INFORMATION SUPPLIED:
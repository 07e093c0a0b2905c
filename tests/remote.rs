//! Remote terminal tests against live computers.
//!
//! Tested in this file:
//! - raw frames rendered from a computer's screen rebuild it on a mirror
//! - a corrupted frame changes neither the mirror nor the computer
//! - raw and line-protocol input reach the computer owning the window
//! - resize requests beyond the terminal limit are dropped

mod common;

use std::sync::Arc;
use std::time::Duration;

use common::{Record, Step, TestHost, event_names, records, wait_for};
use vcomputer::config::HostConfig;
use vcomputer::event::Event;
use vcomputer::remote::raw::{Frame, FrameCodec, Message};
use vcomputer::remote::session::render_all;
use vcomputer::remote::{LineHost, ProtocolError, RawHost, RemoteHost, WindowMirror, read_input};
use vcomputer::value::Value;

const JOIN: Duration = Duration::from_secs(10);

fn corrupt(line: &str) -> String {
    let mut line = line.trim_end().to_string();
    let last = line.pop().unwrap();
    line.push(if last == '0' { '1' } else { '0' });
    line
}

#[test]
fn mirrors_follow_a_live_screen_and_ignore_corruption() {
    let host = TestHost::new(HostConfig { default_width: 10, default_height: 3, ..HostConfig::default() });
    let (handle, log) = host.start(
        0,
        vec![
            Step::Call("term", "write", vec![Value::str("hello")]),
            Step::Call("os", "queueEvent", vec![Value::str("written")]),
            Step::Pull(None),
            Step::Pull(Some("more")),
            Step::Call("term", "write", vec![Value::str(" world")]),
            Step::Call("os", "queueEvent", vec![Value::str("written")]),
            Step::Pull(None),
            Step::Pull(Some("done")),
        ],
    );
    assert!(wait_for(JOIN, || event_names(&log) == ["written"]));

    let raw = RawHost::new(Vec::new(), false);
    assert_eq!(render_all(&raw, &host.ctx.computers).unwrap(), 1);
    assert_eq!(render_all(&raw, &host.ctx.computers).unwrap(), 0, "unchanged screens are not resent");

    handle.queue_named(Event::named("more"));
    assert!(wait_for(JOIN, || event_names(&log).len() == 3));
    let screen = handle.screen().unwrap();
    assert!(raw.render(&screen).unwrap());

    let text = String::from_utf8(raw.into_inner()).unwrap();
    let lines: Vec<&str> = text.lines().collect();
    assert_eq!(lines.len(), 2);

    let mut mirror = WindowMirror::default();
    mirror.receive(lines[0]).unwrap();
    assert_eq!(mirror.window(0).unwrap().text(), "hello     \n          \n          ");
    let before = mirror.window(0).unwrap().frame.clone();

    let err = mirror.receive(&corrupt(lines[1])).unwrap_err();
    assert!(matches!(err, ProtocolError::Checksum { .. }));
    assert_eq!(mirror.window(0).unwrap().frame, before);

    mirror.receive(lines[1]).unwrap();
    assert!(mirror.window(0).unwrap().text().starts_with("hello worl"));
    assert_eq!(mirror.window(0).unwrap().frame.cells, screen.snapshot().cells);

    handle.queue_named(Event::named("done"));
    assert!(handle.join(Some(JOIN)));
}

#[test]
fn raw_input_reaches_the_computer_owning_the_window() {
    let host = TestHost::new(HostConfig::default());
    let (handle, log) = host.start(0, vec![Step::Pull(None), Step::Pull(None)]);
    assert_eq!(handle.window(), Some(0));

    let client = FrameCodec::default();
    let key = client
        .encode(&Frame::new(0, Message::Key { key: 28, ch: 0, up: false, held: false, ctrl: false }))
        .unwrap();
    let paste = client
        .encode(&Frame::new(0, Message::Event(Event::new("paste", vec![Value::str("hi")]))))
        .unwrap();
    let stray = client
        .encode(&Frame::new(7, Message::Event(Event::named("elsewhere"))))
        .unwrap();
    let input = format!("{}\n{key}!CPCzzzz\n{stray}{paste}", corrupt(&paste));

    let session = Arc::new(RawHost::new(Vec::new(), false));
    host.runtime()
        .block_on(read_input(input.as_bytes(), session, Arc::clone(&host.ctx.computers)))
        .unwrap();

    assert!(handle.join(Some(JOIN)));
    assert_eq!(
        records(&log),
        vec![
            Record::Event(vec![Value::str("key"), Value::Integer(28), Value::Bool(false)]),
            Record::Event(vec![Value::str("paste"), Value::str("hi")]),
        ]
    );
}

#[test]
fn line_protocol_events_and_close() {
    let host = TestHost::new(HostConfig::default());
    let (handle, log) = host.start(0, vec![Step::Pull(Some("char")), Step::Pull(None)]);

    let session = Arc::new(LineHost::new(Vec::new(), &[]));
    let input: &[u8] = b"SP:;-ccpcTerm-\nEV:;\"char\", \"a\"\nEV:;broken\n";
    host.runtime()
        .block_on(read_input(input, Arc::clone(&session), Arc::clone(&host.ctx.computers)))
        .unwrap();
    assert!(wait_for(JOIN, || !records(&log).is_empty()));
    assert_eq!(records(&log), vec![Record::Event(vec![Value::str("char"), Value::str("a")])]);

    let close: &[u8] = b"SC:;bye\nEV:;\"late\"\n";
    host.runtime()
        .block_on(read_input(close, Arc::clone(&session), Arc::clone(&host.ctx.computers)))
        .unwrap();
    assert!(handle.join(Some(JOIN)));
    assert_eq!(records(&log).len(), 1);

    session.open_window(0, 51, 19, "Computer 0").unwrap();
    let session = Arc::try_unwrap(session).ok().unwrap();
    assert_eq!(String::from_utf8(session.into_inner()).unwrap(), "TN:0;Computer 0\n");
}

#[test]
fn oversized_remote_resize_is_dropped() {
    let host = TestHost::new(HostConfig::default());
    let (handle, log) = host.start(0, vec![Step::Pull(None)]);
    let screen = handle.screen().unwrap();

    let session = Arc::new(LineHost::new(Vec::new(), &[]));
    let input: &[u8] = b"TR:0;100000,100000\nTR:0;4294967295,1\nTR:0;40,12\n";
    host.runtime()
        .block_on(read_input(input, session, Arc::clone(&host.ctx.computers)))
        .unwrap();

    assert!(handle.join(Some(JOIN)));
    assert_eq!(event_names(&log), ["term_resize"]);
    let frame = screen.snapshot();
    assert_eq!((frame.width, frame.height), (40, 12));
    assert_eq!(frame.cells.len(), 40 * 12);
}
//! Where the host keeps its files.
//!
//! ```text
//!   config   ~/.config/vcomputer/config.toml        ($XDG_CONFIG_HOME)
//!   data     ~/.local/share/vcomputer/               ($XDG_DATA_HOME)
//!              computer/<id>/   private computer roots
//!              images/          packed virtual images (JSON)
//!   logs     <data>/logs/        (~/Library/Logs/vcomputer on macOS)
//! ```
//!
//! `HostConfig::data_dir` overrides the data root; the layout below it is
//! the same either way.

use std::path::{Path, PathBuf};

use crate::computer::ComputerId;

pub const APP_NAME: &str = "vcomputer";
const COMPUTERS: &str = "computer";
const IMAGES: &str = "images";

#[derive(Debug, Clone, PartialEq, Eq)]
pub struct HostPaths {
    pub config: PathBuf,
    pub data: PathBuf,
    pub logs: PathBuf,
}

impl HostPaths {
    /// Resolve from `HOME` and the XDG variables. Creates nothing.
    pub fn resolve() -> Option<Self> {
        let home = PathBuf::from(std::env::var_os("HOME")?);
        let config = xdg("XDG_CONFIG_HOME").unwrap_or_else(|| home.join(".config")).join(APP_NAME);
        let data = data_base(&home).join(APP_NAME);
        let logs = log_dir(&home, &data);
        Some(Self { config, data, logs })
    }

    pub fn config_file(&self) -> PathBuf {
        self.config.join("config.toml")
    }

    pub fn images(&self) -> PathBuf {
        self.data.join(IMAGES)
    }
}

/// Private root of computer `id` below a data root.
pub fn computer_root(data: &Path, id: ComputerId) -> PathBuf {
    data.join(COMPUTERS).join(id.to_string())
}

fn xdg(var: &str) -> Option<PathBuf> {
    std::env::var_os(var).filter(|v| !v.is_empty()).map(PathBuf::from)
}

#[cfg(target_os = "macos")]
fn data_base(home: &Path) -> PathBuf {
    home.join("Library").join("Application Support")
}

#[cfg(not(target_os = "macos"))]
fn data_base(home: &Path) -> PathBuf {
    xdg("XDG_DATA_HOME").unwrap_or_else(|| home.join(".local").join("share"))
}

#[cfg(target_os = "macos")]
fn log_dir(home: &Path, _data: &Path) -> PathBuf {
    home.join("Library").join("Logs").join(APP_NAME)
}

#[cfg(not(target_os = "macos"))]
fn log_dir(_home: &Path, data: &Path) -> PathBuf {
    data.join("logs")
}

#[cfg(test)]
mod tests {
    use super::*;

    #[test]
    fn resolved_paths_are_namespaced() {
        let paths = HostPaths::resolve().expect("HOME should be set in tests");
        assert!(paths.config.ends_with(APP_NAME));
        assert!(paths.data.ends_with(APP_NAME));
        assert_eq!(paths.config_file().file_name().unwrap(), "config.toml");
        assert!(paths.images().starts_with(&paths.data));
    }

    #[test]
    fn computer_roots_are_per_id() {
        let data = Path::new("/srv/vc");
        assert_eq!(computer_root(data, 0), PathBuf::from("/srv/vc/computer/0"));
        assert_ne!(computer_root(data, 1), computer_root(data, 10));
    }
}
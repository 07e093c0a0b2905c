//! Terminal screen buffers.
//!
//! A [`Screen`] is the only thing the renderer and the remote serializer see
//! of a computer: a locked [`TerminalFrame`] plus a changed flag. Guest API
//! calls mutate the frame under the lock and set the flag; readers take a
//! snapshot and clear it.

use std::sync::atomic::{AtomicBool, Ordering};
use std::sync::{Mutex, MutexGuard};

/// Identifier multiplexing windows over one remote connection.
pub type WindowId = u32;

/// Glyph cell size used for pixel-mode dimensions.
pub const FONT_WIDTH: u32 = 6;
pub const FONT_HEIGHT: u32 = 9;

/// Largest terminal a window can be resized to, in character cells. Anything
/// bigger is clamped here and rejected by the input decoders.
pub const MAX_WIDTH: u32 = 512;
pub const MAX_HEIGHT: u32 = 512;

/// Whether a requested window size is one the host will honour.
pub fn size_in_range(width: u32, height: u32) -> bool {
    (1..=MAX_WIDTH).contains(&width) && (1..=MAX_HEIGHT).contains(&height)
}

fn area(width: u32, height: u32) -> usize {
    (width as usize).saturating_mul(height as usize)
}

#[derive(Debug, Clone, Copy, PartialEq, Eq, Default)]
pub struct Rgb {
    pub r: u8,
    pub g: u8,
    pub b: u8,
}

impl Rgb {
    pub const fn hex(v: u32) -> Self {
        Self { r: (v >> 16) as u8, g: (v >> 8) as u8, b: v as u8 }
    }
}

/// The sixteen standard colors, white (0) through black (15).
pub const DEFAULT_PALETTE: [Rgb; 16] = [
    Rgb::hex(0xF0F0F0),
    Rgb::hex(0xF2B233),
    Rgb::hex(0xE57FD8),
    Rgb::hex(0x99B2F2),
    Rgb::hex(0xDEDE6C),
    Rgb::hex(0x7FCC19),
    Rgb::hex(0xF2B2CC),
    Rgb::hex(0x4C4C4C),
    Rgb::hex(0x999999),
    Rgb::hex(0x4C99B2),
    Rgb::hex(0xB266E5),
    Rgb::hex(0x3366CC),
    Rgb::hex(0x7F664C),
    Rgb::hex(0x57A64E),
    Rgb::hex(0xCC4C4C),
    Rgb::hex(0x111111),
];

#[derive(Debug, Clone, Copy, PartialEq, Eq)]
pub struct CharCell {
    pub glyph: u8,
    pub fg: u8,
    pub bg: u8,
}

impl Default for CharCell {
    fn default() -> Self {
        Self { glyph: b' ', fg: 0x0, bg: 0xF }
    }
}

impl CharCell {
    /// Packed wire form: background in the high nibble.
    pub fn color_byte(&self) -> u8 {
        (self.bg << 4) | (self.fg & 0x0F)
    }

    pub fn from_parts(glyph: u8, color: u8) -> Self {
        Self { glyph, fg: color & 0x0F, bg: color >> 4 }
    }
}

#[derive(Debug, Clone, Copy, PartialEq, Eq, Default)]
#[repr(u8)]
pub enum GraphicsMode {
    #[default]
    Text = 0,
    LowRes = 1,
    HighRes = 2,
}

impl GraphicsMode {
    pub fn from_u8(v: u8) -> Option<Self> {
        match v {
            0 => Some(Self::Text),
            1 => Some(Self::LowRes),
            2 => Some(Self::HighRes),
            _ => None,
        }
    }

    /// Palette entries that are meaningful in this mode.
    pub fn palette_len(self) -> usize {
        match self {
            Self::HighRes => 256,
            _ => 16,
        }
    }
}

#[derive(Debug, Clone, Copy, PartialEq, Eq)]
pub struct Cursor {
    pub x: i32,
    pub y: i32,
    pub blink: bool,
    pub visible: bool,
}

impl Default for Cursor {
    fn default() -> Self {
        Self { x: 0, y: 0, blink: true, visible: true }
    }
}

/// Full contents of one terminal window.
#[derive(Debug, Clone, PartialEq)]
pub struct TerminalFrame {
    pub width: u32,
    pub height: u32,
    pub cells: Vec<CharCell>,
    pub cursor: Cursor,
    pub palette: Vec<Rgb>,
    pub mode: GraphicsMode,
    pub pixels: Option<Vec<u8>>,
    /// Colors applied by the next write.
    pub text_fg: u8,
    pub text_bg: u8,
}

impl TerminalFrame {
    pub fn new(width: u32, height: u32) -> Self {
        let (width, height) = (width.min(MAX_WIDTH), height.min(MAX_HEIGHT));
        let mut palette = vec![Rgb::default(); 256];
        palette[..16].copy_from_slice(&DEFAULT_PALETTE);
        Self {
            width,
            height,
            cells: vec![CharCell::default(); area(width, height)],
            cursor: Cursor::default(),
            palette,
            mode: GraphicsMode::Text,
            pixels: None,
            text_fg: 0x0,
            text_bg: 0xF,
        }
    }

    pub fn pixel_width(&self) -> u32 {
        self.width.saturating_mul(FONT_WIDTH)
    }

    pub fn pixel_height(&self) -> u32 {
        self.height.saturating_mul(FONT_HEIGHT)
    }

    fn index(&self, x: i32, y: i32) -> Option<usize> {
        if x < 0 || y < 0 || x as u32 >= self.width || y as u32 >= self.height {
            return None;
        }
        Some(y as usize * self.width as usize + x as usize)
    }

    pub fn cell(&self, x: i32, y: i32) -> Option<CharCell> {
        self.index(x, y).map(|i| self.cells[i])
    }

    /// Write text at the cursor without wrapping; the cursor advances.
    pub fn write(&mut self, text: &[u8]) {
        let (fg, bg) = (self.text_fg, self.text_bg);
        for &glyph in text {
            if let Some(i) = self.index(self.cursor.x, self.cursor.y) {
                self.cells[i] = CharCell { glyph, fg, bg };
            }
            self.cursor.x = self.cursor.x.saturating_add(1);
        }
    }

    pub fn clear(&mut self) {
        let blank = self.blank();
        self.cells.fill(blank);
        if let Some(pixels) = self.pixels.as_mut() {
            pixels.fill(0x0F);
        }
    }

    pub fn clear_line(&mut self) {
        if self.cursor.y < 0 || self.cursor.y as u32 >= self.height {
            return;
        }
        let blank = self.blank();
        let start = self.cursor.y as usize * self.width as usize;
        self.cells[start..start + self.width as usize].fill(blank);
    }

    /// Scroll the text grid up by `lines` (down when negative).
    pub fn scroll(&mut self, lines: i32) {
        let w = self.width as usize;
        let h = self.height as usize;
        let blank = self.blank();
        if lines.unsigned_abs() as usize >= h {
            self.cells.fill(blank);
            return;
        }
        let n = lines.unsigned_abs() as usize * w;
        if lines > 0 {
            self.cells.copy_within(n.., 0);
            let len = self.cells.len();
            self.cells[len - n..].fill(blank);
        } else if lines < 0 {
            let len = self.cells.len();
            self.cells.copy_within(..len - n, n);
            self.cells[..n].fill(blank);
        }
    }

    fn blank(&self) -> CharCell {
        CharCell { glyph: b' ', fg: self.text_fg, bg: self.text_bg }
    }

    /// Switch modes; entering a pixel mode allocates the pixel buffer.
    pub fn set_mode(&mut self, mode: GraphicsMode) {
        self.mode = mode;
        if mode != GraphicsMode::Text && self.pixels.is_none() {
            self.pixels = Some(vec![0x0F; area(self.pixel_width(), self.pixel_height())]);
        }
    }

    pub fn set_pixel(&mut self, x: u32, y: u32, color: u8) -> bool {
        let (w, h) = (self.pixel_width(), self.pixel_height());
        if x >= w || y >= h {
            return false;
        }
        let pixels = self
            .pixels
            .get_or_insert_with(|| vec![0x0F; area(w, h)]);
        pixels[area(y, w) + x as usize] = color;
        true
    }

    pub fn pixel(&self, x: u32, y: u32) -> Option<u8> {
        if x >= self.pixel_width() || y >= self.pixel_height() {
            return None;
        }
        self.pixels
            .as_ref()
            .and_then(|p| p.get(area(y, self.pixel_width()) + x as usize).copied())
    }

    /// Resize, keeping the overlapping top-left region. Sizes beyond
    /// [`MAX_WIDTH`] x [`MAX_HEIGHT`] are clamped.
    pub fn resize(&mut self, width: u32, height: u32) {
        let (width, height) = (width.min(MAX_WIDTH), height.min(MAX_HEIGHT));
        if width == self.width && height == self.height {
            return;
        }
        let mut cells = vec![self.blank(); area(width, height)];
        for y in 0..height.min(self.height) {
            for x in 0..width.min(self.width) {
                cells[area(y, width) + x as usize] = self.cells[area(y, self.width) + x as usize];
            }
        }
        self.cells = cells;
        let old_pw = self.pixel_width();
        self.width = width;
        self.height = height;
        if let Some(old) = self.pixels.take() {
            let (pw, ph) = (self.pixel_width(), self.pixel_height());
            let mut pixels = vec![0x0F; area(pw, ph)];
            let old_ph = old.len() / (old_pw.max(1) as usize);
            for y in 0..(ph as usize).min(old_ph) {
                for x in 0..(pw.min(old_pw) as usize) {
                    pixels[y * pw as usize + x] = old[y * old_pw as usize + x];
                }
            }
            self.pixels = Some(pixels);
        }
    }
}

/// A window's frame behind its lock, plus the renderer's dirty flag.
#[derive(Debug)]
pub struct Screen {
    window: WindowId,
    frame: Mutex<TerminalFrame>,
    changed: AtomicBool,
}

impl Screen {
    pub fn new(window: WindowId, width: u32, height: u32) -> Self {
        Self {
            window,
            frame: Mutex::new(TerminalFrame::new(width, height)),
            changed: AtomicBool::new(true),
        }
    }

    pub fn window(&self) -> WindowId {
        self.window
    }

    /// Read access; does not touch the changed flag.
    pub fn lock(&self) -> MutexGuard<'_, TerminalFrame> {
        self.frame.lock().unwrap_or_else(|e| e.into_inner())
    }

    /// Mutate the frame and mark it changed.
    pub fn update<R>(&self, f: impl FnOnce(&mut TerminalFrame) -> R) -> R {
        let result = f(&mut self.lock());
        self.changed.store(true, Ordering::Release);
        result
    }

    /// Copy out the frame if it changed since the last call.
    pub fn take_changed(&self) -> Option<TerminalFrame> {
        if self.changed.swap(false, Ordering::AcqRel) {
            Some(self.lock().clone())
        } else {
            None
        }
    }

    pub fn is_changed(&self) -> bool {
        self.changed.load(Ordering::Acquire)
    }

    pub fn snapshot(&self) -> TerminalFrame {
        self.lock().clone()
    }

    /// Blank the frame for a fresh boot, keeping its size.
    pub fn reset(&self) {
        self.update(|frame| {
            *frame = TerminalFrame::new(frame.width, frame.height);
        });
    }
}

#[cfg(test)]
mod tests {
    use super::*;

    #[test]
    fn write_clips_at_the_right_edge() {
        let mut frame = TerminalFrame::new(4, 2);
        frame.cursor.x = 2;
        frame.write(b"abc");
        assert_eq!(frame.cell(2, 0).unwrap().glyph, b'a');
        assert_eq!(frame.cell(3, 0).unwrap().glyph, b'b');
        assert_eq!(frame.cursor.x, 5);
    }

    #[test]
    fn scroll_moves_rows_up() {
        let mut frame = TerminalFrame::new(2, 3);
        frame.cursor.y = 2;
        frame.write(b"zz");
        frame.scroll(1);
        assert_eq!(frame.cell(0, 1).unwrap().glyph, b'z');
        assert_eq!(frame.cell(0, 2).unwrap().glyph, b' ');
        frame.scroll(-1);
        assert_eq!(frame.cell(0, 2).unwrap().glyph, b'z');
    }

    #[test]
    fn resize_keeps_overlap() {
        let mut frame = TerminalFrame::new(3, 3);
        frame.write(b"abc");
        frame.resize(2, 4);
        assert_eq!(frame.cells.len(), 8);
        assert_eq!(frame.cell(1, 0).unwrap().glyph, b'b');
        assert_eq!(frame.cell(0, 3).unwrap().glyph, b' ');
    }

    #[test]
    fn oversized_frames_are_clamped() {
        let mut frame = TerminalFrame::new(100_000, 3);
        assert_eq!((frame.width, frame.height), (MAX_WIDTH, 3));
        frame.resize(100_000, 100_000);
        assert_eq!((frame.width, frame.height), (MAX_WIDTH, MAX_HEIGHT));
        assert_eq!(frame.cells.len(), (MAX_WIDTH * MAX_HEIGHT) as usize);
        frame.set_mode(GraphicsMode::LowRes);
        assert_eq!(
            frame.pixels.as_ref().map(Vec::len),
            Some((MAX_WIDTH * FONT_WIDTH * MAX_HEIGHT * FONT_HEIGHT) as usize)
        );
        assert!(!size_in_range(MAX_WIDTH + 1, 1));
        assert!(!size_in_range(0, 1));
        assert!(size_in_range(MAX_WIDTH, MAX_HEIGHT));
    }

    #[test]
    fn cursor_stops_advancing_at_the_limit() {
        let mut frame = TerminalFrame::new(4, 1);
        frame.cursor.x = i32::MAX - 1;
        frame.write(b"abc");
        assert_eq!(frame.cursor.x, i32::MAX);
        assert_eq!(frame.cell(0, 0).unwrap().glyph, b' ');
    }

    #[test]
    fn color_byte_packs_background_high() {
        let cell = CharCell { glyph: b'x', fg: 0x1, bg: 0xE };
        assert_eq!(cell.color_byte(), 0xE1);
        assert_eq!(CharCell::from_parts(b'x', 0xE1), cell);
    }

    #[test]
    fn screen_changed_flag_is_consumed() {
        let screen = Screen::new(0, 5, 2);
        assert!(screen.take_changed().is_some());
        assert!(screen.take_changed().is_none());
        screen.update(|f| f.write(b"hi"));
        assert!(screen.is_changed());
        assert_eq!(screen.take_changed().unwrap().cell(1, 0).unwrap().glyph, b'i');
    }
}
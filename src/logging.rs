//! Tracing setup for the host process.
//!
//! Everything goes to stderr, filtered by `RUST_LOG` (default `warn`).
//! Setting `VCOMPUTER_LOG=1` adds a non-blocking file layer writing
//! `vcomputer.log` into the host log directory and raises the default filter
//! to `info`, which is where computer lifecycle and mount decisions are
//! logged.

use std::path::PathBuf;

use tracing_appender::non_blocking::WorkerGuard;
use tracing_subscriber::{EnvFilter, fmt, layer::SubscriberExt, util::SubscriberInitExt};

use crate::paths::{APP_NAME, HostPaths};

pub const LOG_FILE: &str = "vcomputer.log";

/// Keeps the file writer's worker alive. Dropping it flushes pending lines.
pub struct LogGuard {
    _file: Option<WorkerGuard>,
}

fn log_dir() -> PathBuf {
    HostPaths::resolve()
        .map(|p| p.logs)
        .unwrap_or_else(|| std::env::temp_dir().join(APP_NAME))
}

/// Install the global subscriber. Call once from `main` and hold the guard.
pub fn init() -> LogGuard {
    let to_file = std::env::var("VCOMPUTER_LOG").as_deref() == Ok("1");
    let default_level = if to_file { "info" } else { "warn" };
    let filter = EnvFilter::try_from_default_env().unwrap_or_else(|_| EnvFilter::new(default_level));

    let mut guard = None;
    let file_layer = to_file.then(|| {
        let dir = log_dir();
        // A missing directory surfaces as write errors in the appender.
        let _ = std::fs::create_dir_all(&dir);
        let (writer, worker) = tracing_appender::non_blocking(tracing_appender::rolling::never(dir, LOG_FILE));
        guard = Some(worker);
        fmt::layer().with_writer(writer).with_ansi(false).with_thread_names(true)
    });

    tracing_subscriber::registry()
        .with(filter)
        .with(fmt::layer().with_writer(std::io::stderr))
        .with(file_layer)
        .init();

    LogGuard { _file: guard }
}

ASSIGNMENT: Looking at the entries above, count the lines that contain "last" and answer with only the number.

ANSWER TO THIS TASK: 3